**Your task**
Once you reach the line containing "shared type definitions" in the entries below, write out that line and each one after it down to the line containing "use std::sync::Arc;", exactly and with nothing added.

··· Supplied records ···

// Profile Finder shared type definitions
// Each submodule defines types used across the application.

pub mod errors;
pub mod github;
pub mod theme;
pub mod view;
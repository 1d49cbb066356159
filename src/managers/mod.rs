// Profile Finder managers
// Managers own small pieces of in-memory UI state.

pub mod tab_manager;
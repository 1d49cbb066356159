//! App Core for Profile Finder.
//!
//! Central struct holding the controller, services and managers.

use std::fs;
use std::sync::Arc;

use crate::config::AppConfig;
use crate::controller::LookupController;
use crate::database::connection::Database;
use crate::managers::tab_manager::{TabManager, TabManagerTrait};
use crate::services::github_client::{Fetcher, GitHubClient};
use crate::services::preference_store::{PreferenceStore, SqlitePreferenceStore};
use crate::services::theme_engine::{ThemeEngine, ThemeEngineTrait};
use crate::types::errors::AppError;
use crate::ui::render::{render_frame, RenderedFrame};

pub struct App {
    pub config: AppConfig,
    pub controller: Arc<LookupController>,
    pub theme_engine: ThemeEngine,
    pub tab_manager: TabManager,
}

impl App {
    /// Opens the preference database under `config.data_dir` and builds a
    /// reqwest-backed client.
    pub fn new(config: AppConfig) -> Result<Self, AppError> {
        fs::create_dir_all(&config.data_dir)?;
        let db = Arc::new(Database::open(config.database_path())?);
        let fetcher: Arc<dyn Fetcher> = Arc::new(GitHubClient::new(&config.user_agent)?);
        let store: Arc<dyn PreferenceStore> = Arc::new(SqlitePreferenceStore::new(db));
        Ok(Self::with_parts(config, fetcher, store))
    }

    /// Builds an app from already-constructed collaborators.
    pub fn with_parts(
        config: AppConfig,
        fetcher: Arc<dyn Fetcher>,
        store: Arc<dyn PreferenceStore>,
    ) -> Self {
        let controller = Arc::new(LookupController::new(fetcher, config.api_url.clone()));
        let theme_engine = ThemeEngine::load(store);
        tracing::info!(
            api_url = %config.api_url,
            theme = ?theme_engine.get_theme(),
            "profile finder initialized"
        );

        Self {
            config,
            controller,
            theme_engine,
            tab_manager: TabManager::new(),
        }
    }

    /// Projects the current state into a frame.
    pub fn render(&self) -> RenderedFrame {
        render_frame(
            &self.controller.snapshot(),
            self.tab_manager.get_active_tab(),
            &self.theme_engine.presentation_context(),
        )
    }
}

···
··· Supplied records ···

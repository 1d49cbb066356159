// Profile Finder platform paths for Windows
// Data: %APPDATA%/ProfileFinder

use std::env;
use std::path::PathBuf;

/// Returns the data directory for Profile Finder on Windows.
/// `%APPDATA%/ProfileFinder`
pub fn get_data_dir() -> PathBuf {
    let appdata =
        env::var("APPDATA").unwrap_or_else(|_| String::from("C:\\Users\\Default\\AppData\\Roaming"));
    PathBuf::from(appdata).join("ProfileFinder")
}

···
··· Supplied records ···

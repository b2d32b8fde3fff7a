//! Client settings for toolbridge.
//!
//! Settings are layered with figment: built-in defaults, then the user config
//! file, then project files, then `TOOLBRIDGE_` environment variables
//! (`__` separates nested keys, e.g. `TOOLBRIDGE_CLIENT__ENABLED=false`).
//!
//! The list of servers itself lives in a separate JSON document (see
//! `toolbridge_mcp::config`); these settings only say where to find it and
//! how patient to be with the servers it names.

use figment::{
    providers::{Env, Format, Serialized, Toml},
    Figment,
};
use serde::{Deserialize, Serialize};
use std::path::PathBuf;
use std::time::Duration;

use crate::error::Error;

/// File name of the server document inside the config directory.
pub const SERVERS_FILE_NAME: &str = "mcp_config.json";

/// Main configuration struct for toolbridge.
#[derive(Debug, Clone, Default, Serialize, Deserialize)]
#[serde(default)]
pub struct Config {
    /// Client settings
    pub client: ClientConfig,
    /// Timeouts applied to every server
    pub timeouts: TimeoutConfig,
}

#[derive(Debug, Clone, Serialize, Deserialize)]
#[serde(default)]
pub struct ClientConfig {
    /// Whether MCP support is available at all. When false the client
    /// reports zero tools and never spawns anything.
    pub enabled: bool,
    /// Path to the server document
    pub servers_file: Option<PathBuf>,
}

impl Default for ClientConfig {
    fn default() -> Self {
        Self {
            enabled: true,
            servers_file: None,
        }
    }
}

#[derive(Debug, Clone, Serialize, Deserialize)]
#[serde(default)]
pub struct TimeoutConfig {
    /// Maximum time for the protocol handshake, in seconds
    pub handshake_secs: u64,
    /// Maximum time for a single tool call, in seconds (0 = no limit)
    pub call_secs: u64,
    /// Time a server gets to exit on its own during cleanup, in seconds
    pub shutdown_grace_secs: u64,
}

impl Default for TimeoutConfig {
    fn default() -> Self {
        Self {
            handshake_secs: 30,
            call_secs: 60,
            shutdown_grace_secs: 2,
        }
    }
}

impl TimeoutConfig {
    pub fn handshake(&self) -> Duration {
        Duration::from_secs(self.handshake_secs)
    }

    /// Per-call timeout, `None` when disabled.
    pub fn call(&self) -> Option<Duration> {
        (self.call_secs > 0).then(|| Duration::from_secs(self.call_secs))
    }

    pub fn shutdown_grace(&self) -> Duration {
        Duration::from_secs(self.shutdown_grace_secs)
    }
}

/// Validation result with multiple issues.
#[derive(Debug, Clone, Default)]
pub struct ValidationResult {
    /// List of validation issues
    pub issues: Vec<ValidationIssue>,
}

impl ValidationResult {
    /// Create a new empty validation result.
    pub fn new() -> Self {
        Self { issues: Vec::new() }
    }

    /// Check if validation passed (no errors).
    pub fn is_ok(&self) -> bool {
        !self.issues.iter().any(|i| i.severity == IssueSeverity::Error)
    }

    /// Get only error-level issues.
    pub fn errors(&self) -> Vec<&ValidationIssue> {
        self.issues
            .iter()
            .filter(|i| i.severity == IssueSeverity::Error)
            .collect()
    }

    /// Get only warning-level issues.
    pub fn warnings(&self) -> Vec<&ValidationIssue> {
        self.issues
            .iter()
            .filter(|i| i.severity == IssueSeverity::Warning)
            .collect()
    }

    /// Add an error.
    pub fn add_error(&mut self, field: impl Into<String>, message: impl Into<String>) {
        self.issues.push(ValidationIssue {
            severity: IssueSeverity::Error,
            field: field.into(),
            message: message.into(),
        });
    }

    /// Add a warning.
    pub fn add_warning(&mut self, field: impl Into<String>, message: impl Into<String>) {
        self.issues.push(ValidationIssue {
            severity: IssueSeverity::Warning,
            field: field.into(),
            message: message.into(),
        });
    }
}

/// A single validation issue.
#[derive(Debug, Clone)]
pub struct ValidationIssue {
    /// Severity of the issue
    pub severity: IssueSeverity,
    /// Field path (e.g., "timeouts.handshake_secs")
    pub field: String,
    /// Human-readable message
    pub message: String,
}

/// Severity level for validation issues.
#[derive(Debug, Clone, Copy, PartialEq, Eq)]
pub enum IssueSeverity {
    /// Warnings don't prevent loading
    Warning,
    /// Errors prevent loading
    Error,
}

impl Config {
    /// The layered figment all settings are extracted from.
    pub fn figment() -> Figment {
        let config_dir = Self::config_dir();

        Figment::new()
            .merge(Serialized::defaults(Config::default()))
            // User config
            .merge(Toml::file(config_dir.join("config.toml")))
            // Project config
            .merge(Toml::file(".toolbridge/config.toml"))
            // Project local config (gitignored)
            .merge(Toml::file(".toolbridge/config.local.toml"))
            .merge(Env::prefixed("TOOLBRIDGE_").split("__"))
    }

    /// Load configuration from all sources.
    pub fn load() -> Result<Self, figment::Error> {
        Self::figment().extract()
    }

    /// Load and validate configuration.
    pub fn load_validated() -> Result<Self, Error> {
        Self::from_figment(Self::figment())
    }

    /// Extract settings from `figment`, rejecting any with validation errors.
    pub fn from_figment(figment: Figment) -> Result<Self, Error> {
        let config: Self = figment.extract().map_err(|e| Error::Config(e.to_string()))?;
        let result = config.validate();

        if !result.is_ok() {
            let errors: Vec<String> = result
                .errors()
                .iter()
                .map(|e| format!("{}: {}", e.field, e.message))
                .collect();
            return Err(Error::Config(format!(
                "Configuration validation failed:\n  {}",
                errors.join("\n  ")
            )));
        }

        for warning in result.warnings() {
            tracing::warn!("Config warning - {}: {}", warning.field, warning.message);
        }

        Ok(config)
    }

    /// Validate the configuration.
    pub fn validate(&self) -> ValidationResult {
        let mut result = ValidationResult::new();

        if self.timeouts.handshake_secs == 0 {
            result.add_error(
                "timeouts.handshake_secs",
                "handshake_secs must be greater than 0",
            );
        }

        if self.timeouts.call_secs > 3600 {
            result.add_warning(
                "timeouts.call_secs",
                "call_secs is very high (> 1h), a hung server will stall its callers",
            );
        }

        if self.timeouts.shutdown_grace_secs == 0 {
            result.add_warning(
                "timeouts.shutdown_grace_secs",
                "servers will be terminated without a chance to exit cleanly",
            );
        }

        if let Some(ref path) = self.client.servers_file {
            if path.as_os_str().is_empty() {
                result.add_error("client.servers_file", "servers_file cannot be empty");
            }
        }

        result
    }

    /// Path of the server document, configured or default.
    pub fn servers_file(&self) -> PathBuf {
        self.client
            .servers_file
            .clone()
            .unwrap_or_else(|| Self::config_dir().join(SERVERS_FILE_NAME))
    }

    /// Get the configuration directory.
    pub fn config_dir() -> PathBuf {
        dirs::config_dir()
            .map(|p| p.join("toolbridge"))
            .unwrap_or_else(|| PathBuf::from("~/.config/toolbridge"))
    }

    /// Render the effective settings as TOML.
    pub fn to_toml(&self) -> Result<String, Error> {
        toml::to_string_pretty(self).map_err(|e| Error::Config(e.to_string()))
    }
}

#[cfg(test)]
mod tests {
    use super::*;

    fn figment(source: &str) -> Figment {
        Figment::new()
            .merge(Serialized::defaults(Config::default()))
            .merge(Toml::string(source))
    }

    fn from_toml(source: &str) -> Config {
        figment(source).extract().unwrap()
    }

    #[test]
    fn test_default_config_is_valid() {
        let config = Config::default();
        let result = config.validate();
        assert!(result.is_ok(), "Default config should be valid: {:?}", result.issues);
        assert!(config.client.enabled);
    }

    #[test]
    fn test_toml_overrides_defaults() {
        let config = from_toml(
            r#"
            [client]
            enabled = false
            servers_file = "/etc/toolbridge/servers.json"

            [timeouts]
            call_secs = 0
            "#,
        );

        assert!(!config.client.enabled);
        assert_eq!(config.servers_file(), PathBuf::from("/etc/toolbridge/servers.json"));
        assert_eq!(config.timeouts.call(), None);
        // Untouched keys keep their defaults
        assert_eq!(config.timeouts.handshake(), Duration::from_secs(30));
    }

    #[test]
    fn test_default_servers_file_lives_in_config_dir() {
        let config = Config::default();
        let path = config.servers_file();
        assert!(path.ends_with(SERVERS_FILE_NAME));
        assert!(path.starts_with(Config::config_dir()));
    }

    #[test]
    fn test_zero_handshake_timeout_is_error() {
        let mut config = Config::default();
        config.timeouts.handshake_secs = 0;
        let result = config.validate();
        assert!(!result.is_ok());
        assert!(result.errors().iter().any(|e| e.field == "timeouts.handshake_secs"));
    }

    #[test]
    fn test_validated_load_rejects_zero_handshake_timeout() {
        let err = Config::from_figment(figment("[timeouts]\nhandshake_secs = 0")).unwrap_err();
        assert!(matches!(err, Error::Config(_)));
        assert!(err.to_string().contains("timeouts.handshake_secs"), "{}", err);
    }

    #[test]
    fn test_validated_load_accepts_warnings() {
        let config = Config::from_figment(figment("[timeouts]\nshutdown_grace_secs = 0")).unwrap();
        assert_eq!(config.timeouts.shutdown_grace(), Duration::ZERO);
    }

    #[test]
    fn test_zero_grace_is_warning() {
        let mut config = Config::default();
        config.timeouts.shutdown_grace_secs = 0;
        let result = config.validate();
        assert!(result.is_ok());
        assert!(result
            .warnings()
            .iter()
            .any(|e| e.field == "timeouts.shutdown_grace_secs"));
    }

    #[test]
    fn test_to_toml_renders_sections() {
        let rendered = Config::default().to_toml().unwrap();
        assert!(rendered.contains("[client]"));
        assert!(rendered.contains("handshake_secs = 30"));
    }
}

···

**Reply**
// Profile Finder shared type definitions
// Each submodule defines types used across the application.

pub mod errors;
pub mod github;
pub mod theme;
pub mod view;
repository 1d49cbb066356159
filename src/managers/mod.rs
// Profile Finder managers
// Managers own small pieces of in-memory UI state.

pub mod tab_manager;
repository 1d49cbb066356159
//! App Core for Profile Finder.
//!
//! Central struct holding the controller, services and managers.

use std::fs;
use std::sync::Arc;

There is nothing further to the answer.